Photo: N. P. Stefanovitch

Next, the neck was glued to the back, using the center line of the board for lateral alignment (at the bottom, the heel and the scroll) and a square to control it. I placed a wedge under the scroll to ensure the proper neck angle and controlled the neck projection at the bottom block.

ill. 25: gluing the neck.
Photo: N. P. Stefanovitch
ill. 26: bending ribs.
Photo: N. P. Stefanovitch
ill. 27: bent ribs.
Photo: N. P. Stefanovitch

The top ribs were inserted into the neck block and cut and adjusted to the back curve. They were then cut to length at right angles and beveled, as were the other ribs. The top ribs could then be glued into the neck block and onto the back.

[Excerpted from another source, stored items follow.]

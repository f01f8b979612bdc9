//! Backends that only keep books, for running the lifecycle without an engine.

use std::collections::HashMap;

use glam::DAffine3;
use image::DynamicImage;
use terrain_tiles::{AssetId, EntityHandle, GpuBackend, SceneBackend, TextureUsage, TileMesh};

#[derive(Debug, Default)]
pub struct HeadlessScene {
	next: u64,
	/// Live entities and whether a renderable is attached.
	entities: HashMap<EntityHandle, bool>,
	pub spawned: u64,
	pub peak_entities: usize,
}

impl HeadlessScene {
	pub fn live(&self) -> usize {
		self.entities.len()
	}

	pub fn visible(&self) -> usize {
		self.entities.values().filter(|attached| **attached).count()
	}
}

impl SceneBackend for HeadlessScene {
	fn spawn_entity(&mut self, _transform: DAffine3) -> EntityHandle {
		self.next += 1;
		let entity = EntityHandle(self.next);
		self.entities.insert(entity, false);
		self.spawned += 1;
		self.peak_entities = self.peak_entities.max(self.entities.len());
		entity
	}

	fn attach_renderable(&mut self, entity: EntityHandle, _render_object: AssetId) {
		if let Some(attached) = self.entities.get_mut(&entity) {
			*attached = true;
		}
	}

	fn detach_renderable(&mut self, entity: EntityHandle) {
		if let Some(attached) = self.entities.get_mut(&entity) {
			*attached = false;
		}
	}

	fn destroy_entity(&mut self, entity: EntityHandle) {
		if self.entities.remove(&entity).is_none() {
			log::warn!("Destroyed unknown entity {entity:?}");
		}
	}
}

#[derive(Debug, Default)]
pub struct HeadlessGpu {
	/// Live assets and their size in bytes.
	live: HashMap<AssetId, usize>,
	live_bytes: usize,
	pub uploaded_bytes: u64,
	pub peak_bytes: usize,
	pub render_objects: u64,
}

impl HeadlessGpu {
	pub fn live_assets(&self) -> usize {
		self.live.len()
	}

	fn insert(&mut self, id: AssetId, bytes: usize) {
		self.live.insert(id, bytes);
		self.live_bytes += bytes;
		self.uploaded_bytes += bytes as u64;
		self.peak_bytes = self.peak_bytes.max(self.live_bytes);
	}
}

impl GpuBackend for HeadlessGpu {
	fn create_texture(&mut self, id: AssetId, image: &DynamicImage, _usage: TextureUsage) {
		self.insert(id, image.as_bytes().len());
	}

	fn create_mesh(&mut self, id: AssetId, mesh: &TileMesh) {
		self.insert(id, mesh.memory_bytes());
	}

	fn create_render_object(&mut self, id: AssetId, _mesh: AssetId, _textures: [AssetId; 2]) {
		self.insert(id, 0);
		self.render_objects += 1;
	}

	fn release(&mut self, id: AssetId) {
		match self.live.remove(&id) {
			Some(bytes) => self.live_bytes -= bytes,
			None => log::warn!("Released unknown asset {id}"),
		}
	}
}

ill. 28: top ribs inserted into the neck block.
Photo: N. P. Stefanovitch
ill. 29: top rib glued into the neck block and to the back.
Photo: N. P. Stefanovitch

The c-ribs were glued to the back and to the upper ribs. The corners were held together with adhesive tape while the linen corner reinforcements were glued in and until they dried. The lower ribs were glued to the c's, the bottom block and the back. I controlled the verticality with a square.

ill. 30: lower ribs glued to the bottom block.
Photo: N. P. Stefanovitch
ill. 31: gluing the ribs to the back.
Photo: N. P. Stefanovitch
ill. 32: neck projection at the bridge.
Photo: N. P. Stefanovitch
ill. 33: linen strips for the reinforcements.
Photo: N. P. Stefanovitch

The contour was not perfect, so I wedged temporary braces against the inside of the ribs to correct this. I had attached strings to them for easy removal through the sound holes once the front was glued. One of the braces was collapsible. (I performed a trial run to make sure they could all be removed!) I made sure that atmospheric conditions were dry for gluing the front.

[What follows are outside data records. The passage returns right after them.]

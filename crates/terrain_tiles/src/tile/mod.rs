//! Tile addressing.
//!
//! A tile is an axis-aligned cube in world space, identified by its integer
//! center and its radius (half-width). Tile-local space is the cube `[-1, 1]^3`;
//! the tile transform maps it into the world with a uniform scale of `radius`.
//!
//! ```text
//!        +----------+----------+
//!        |  child 2 |  child 3 |     children: radius / 2,
//!        |  (-x,+y) |  (+x,+y) |     offset +-radius/2 per axis,
//!        +----------+----------+     octant bit 0 = X, bit 1 = Y, bit 2 = Z
//!        |  child 0 |  child 1 |
//!        |  (-x,-y) |  (+x,-y) |
//!        +----------+----------+
//! ```

mod bounds;

use std::cmp::Ordering;
use std::fmt;
use std::hash::{Hash, Hasher};

use glam::{DAffine3, DQuat, DVec3, IVec3, Vec3};

pub use bounds::DAabb3;

/// Position and size of a tile, plus the visibility the hierarchy requests for it.
///
/// Identity is `(center, radius)`. `visible` is a request attribute and does not
/// participate in equality, ordering or hashing, so a tile can be looked up in a
/// set regardless of the visibility it was requested with.
#[derive(Clone, Copy, Debug)]
pub struct TilePosition {
  /// Integer world-space center.
  pub center: IVec3,
  /// Half-width in world units, a power of two.
  pub radius: i32,
  /// Whether the tile should currently render and collide.
  pub visible: bool,
}

impl TilePosition {
  /// Create a visible tile.
  pub fn new(center: IVec3, radius: i32) -> Self {
    debug_assert!(radius > 0, "tile radius must be positive, got {radius}");
    Self {
      center,
      radius,
      visible: true,
    }
  }

  /// Same tile with a different visibility request.
  #[inline]
  pub fn with_visible(self, visible: bool) -> Self {
    Self { visible, ..self }
  }

  /// Edge length of the tile in world units.
  #[inline]
  pub fn size(&self) -> i32 {
    self.radius * 2
  }

  /// Local-to-world transform: translation to the center, uniform scale by radius.
  pub fn transform(&self) -> DAffine3 {
    DAffine3::from_scale_rotation_translation(
      DVec3::splat(self.radius as f64),
      DQuat::IDENTITY,
      self.center.as_dvec3(),
    )
  }

  /// World-space box: the unit cube `[-1, 1]^3` mapped by [`Self::transform`].
  pub fn bounding_box(&self) -> DAabb3 {
    DAabb3::from_center_half_extents(self.center.as_dvec3(), DVec3::splat(self.radius as f64))
  }

  /// Distance from the player to the tile box, zero when the player is inside.
  #[inline]
  pub fn distance_to_player(&self, player: DVec3) -> f64 {
    self.bounding_box().distance_to_point(player)
  }

  /// Child in the given octant (0-7).
  ///
  /// - bit 0: X side (0 = negative, 1 = positive)
  /// - bit 1: Y side
  /// - bit 2: Z side
  pub fn child(&self, octant: u8) -> TilePosition {
    debug_assert!(octant < 8, "octant out of range: {octant}");
    debug_assert!(self.radius >= 2, "cannot split a tile of radius {}", self.radius);
    let radius = self.radius / 2;
    let side = |bit: u8| if octant & bit == 0 { -radius } else { radius };
    TilePosition {
      center: self.center + IVec3::new(side(1), side(2), side(4)),
      radius,
      visible: self.visible,
    }
  }

  /// All 8 children, indexed by octant.
  pub fn children(&self) -> [TilePosition; 8] {
    std::array::from_fn(|i| self.child(i as u8))
  }

  /// Map a tile-local point into world space.
  #[inline]
  pub fn local_to_world(&self, local: Vec3) -> DVec3 {
    self.center.as_dvec3() + local.as_dvec3() * self.radius as f64
  }

  /// Map a world point into tile-local space.
  #[inline]
  pub fn world_to_local(&self, world: DVec3) -> DVec3 {
    (world - self.center.as_dvec3()) / self.radius as f64
  }

  fn key(&self) -> (i32, i32, i32, i32) {
    (self.center.x, self.center.y, self.center.z, self.radius)
  }
}

impl PartialEq for TilePosition {
  fn eq(&self, other: &Self) -> bool {
    self.key() == other.key()
  }
}

impl Eq for TilePosition {}

impl Hash for TilePosition {
  fn hash<H: Hasher>(&self, state: &mut H) {
    self.key().hash(state);
  }
}

impl Ord for TilePosition {
  fn cmp(&self, other: &Self) -> Ordering {
    self.key().cmp(&other.key())
  }
}

impl PartialOrd for TilePosition {
  fn partial_cmp(&self, other: &Self) -> Option<Ordering> {
    Some(self.cmp(other))
  }
}

impl fmt::Display for TilePosition {
  fn fmt(&self, f: &mut fmt::Formatter<'_>) -> fmt::Result {
    write!(
      f,
      "{}__{}_{}_{}",
      self.radius, self.center.x, self.center.y, self.center.z
    )
  }
}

ill. 34: temporary braces.
Photo: N. P. Stefanovitch
ill. 35: cutting soundholes.
Photo: N. P. Stefanovitch
ill. 36: gluing the front.
Photo: N. P. Stefanovitch

Normally, once the front was glued I should have put in all the purfling. However, knowing that I wouldn’t have time to finish the purfling and set up the viol (to say nothing of the varnish) before the conference in May 2013, I decided to inlay only the purfling that ran under the fingerboard – which would be impossible to do once the fingerboard was glued.

ill. 37: cutting the purfling.
Photo: N. P. Stefanovitch
ill. 38: purfling under the fingerboard.
Photo: N. P. Stefanovitch
ill. 39: checking for projection.
Photo: N. P. Stefanovitch

When that was completed, I was able to finish the fingerboard, checking once again for projection and bridge height.

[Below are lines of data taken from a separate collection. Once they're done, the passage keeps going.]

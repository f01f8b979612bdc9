//! Texture synthesis for unwrapped tile meshes.
//!
//! Every texel whose center lies on (or within a fraction of a texel of) a
//! chart triangle is mapped back to a tile-local position and normal through
//! barycentric interpolation, converted to world space and shaded by the
//! [`MaterialField`]. Two images come out:
//!
//! - albedo: RGB8,
//! - special: two channels, roughness and metallic.
//!
//! Covered texels never encode as all zero, so the inpainter can tell them from
//! blank texels and grow the charts into their padding.

pub mod color;
pub mod inpaint;
pub mod material;

use glam::{Vec2, Vec3};
use image::{DynamicImage, GrayAlphaImage, LumaA, Rgb, RgbImage};

use crate::config::TextureSettings;
use crate::context::MATERIAL_SEED_COUNT;
use crate::mesh::{Atlas, TileMesh};
use crate::tile::TilePosition;

pub use inpaint::{inpaint, inpaint_dynamic};
pub use material::{BaseMaterial, MaterialField, MaterialSample};

/// Texel centers farther than this from a triangle (in texels) are not shaded.
const COVERAGE_DISTANCE: f32 = 0.75;

/// The two textures of a tile, same resolution.
#[derive(Clone, Debug)]
pub struct TileTextures {
  pub albedo: DynamicImage,
  /// R = roughness, A = metallic.
  pub special: DynamicImage,
}

impl TileTextures {
  pub fn resolution(&self) -> u32 {
    self.albedo.width()
  }

  pub fn memory_bytes(&self) -> usize {
    self.albedo.as_bytes().len() + self.special.as_bytes().len()
  }
}

/// Barycentric coordinates of the point of triangle `t` closest to `p`, and
/// the distance to it. Works for degenerate triangles.
fn closest_barycentric(p: Vec2, t: [Vec2; 3]) -> (Vec3, f32) {
  let v0 = t[1] - t[0];
  let v1 = t[2] - t[0];
  let v2 = p - t[0];
  let d00 = v0.dot(v0);
  let d01 = v0.dot(v1);
  let d11 = v1.dot(v1);
  let denom = d00 * d11 - d01 * d01;
  if denom.abs() > 1e-12 {
    let d20 = v2.dot(v0);
    let d21 = v2.dot(v1);
    let v = (d11 * d20 - d01 * d21) / denom;
    let w = (d00 * d21 - d01 * d20) / denom;
    let u = 1.0 - v - w;
    if u >= 0.0 && v >= 0.0 && w >= 0.0 {
      return (Vec3::new(u, v, w), 0.0);
    }
  }

  // Outside or degenerate: nearest point on the three edges.
  let mut best = (Vec3::new(1.0, 0.0, 0.0), p.distance(t[0]));
  for e in 0..3 {
    let (a, b) = (t[e], t[(e + 1) % 3]);
    let ab = b - a;
    let len2 = ab.length_squared();
    let s = if len2 > 0.0 {
      ((p - a).dot(ab) / len2).clamp(0.0, 1.0)
    } else {
      0.0
    };
    let distance = p.distance(a + ab * s);
    if distance < best.1 {
      let mut bary = Vec3::ZERO;
      bary[e] = 1.0 - s;
      bary[(e + 1) % 3] = s;
      best = (bary, distance);
    }
  }
  best
}

/// Shade every covered texel, then inpaint both images.
#[cfg_attr(feature = "tracing-spans", tracing::instrument(skip_all, name = "texture::synthesize"))]
pub fn synthesize(
  tile: &TilePosition,
  mesh: &TileMesh,
  atlas: &Atlas,
  seeds: &[u32; MATERIAL_SEED_COUNT],
  settings: &TextureSettings,
) -> TileTextures {
  let resolution = atlas.resolution;
  let mut albedo = RgbImage::new(resolution, resolution);
  let mut special = GrayAlphaImage::new(resolution, resolution);
  let material = MaterialField::new(seeds);
  let max_texel = resolution as f32 - 1.0;

  for tri in mesh.indices.chunks_exact(3) {
    let vertices = [tri[0], tri[1], tri[2]].map(|i| mesh.vertices[i as usize]);
    let corners = vertices.map(|v| Vec2::from_array(v.uv) * resolution as f32);
    let min = (corners[0].min(corners[1]).min(corners[2]) - Vec2::ONE).floor().max(Vec2::ZERO);
    let max = (corners[0].max(corners[1]).max(corners[2]) + Vec2::ONE)
      .floor()
      .min(Vec2::splat(max_texel));

    for y in min.y as u32..=max.y as u32 {
      for x in min.x as u32..=max.x as u32 {
        let center = Vec2::new(x as f32 + 0.5, y as f32 + 0.5);
        let (bary, distance) = closest_barycentric(center, corners);
        if distance > COVERAGE_DISTANCE {
          continue;
        }

        let local = vertices[0].pos() * bary.x + vertices[1].pos() * bary.y + vertices[2].pos() * bary.z;
        let normal = (vertices[0].norm() * bary.x + vertices[1].norm() * bary.y + vertices[2].norm() * bary.z)
          .try_normalize()
          .unwrap_or(Vec3::Y);
        let sample = material.sample(tile.local_to_world(local), normal);

        albedo.put_pixel(x, y, Rgb(sample.albedo.to_array().map(color::to_texel)));
        special.put_pixel(
          x,
          y,
          LumaA([color::to_texel(sample.roughness), color::to_texel(sample.metallic)]),
        );
      }
    }
  }

  let mut textures = TileTextures {
    albedo: DynamicImage::ImageRgb8(albedo),
    special: DynamicImage::ImageLumaA8(special),
  };
  inpaint_dynamic(&mut textures.albedo, settings.inpaint_iterations);
  inpaint_dynamic(&mut textures.special, settings.inpaint_iterations);
  textures
}

#[cfg(test)]
#[path = "mod_test.rs"]
mod mod_test;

ill. 40: fingerboard inside.
Photo: N. P. Stefanovitch
ill. 41: gluing the fingerboard.
Photo: N. P. Stefanovitch
ill. 42: viol set up without varnish.
Photo: N. P. Stefanovitch
ill. 43: cutting the bridge.
Photo: N. P. Stefanovitch

The bridge came out 1mm higher than on the drawing. I thinned down the crown – under the strings – which improved the sound somewhat. Later I thinned out the middle all the way across, which gave more presence to the middle strings. The tailpiece was a bit too close to the bridge, but when I pulled it back, the sound became freer on the low strings. Finally, and most importantly, I decided to use a thicker gauge on the four lower strings. This gave much more presence to the middle and low registers. (Current stringing: d': 72, a: 92, e: 126, c: 160, G: 210, D: 290.) If the viol is played at a'=440 Hz, which is how I set it up, I would consider trying a thicker G string. At a'=465 Hz the current stringing would probably work.

ill. 44: varnishing the ribs.
Photo: N. P. Stefanovitch
ill. 45: varnishing the pegbox.
Photo: N. P. Stefanovitch

It dried under similar conditions, but for four days. After sanding, a third, thicker coat was applied and left to dry for one week. Then came the final coat, of equal thickness, always with a brush. One week later, I sanded this coat with 1200 and then 1600 abrasive, without removing too much varnish. I wanted to end up with a surface that was smooth but not too shiny.

The two control samples – spruce and maple – that were provided to me, received the same treatment simultaneously. The viol dried in a sunlit room for several weeks before I set it up again. The initial sound of the varnished viol was a bit more subdued than it had been previously, but not markedly different.